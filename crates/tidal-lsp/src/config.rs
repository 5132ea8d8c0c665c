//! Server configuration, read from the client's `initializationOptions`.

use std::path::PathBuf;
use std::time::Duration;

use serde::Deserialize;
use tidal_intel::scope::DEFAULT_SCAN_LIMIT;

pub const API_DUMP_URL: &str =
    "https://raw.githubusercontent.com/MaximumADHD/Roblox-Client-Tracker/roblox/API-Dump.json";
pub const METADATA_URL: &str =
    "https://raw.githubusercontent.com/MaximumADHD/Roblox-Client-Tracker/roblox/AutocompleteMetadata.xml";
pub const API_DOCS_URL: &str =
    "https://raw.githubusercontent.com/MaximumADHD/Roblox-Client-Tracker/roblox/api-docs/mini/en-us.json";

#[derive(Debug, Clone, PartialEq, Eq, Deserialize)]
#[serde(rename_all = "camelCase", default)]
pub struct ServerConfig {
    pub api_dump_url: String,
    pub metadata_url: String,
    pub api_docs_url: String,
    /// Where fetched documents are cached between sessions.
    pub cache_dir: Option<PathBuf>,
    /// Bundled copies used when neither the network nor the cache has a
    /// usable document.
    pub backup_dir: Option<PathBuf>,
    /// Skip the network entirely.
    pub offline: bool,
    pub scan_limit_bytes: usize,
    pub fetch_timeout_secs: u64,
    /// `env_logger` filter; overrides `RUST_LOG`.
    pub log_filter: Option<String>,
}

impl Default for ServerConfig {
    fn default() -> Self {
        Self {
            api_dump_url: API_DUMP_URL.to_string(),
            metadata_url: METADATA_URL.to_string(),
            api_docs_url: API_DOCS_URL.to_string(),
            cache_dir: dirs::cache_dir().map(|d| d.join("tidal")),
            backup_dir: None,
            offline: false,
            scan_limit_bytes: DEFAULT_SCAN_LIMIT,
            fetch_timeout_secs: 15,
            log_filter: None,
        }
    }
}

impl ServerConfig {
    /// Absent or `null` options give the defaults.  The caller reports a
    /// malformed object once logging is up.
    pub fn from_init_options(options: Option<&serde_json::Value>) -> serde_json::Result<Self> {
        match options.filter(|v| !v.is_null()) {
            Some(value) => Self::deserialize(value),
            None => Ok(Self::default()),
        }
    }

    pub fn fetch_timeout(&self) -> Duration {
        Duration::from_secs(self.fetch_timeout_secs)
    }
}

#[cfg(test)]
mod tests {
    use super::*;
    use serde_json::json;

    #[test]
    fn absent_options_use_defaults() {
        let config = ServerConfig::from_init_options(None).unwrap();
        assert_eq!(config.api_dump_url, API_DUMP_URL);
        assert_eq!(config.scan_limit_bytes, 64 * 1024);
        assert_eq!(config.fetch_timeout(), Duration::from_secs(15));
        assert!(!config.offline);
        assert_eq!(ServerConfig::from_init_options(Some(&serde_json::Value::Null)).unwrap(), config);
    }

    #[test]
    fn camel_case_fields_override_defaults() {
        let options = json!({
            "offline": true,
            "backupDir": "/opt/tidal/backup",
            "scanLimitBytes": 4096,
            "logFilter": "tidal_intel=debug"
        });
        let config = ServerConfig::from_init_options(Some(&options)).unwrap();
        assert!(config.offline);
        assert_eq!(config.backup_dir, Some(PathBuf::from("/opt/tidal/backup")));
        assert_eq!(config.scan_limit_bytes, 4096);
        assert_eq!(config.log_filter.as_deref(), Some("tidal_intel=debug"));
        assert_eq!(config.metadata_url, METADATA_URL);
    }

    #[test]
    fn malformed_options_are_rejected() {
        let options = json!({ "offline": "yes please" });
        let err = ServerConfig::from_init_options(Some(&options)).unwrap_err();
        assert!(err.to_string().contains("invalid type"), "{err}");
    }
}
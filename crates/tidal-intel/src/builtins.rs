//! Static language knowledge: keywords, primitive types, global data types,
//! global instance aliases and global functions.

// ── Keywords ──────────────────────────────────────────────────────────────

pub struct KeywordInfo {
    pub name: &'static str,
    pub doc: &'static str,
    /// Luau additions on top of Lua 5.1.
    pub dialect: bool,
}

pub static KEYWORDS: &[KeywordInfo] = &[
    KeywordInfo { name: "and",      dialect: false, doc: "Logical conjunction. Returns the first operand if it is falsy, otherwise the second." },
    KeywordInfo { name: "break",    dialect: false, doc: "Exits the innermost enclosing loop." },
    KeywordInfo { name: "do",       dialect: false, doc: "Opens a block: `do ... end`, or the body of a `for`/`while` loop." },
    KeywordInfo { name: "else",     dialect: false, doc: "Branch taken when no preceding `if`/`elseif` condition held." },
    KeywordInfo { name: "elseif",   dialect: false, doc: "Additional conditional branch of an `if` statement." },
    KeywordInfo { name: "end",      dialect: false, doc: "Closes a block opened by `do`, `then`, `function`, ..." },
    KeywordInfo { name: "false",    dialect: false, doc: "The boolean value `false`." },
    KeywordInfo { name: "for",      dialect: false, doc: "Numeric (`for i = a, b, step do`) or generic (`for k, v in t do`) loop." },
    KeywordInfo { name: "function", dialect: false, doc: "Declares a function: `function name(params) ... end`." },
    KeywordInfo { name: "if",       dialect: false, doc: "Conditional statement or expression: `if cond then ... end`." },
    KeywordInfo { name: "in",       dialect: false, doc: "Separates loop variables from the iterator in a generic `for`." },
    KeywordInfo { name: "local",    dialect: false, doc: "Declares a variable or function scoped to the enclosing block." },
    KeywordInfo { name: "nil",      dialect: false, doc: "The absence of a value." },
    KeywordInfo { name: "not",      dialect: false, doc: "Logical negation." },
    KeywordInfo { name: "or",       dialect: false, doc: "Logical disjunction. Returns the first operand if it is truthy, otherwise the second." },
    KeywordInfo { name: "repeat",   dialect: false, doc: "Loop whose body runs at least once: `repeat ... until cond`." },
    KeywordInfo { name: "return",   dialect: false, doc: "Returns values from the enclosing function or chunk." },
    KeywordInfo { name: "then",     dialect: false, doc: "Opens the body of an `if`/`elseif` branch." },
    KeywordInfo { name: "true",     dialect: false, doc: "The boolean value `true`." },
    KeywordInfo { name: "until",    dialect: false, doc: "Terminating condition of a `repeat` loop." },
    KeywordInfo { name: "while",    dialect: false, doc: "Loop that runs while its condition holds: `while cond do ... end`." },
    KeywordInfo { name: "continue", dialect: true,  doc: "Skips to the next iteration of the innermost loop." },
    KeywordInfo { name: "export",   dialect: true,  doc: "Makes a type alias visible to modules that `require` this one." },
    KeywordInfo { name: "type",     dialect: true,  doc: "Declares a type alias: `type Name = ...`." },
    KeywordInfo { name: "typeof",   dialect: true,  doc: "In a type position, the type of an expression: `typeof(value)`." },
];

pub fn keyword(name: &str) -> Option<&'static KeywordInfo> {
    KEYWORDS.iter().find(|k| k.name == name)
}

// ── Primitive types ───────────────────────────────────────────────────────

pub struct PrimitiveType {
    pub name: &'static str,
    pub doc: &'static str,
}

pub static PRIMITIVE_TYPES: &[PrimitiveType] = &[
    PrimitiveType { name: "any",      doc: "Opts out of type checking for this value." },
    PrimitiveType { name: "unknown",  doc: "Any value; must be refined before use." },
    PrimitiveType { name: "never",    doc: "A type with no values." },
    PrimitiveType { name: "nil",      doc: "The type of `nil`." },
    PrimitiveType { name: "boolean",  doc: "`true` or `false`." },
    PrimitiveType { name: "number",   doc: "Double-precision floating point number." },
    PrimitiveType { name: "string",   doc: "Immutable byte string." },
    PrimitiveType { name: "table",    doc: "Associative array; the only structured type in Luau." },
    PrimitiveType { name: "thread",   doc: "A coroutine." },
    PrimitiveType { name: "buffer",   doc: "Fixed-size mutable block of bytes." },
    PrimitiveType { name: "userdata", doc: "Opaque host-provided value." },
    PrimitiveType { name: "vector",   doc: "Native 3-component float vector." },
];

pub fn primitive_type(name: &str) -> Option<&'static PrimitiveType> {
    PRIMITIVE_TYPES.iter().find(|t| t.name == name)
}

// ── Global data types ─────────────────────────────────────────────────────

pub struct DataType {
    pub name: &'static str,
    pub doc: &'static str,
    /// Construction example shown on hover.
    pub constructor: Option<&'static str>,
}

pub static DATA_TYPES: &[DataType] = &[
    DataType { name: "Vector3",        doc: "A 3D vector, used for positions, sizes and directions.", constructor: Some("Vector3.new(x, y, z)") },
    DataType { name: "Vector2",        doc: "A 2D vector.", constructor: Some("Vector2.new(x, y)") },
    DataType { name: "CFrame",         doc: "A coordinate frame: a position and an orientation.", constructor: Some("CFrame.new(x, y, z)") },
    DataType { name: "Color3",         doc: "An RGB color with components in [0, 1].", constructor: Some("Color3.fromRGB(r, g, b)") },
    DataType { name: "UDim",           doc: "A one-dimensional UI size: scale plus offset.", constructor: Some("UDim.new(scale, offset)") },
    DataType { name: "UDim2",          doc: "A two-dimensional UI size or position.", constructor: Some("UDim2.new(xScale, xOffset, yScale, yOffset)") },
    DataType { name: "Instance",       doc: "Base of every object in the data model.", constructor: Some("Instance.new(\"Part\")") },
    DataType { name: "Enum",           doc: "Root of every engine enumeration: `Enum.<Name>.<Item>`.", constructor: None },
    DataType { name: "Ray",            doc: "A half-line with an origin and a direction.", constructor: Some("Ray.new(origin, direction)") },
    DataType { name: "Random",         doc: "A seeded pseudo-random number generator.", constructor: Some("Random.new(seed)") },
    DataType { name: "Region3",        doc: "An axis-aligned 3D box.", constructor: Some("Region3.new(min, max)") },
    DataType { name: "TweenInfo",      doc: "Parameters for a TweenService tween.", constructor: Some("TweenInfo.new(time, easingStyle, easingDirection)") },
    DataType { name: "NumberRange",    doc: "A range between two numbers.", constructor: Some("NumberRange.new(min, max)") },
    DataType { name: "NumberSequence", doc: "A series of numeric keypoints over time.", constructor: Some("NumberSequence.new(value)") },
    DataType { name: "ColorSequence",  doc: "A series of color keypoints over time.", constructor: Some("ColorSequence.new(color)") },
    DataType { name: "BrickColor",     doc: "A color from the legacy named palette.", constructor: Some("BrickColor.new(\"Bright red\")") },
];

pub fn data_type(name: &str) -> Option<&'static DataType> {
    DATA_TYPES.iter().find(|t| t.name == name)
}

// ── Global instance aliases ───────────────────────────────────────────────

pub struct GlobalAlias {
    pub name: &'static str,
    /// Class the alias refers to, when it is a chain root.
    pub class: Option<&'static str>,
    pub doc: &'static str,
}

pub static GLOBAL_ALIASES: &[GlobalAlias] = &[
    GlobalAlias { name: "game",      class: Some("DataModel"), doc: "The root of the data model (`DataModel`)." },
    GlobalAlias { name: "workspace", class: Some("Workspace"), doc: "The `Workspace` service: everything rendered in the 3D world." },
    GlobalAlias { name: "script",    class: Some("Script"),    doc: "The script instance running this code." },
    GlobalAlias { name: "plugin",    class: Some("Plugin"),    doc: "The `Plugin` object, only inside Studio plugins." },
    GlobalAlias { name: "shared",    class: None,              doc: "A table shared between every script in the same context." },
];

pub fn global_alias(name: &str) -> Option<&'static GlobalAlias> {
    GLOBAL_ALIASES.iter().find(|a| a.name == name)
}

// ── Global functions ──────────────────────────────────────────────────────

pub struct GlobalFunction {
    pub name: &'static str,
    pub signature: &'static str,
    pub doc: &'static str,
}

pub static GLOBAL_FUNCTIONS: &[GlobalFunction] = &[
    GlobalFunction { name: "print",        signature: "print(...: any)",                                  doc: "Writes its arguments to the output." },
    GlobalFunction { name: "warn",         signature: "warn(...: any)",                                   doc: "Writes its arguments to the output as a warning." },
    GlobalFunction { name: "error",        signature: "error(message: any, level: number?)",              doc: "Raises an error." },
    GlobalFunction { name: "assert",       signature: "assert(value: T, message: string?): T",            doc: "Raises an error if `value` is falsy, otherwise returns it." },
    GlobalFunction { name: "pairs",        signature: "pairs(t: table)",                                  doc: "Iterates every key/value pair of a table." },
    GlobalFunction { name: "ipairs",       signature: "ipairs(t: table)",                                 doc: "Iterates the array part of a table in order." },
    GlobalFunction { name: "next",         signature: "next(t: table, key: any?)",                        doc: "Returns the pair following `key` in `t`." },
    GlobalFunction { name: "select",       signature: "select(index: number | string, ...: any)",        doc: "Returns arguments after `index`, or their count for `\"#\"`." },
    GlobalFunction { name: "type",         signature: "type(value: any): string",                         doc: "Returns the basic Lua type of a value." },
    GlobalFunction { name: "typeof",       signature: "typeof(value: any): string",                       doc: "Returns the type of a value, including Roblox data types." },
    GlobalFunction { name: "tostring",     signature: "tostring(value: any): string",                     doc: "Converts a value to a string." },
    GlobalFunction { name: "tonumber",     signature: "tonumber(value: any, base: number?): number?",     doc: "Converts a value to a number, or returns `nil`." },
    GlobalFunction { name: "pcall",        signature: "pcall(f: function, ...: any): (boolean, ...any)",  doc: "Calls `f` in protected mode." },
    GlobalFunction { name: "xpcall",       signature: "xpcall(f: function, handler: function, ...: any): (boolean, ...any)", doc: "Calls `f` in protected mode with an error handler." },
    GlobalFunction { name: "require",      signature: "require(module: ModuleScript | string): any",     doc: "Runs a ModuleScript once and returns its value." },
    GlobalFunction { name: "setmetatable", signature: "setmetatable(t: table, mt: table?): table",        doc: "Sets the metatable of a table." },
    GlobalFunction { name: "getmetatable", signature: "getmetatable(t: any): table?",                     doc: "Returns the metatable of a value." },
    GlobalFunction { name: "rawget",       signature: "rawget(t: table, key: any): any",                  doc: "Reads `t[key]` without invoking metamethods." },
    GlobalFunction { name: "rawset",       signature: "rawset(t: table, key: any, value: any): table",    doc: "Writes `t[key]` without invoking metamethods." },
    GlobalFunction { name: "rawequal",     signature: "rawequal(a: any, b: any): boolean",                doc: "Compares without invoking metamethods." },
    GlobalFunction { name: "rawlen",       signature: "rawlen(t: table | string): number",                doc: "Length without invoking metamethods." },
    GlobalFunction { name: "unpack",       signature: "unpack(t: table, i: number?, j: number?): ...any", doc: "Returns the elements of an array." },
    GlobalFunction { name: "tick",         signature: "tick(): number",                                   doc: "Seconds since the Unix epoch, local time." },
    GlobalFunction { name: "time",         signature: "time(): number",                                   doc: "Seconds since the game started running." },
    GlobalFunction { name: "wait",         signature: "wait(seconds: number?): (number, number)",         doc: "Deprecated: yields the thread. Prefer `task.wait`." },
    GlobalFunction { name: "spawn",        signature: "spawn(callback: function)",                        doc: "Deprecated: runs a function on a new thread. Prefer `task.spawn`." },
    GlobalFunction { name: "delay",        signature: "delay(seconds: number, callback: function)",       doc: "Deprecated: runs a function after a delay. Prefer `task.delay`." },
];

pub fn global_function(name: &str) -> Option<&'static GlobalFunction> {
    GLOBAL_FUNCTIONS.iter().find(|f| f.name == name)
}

BRIEF ::
Line count for "then": count the lines of the records above that contain it and give only the number.

EXERCISE ANSWER ::
3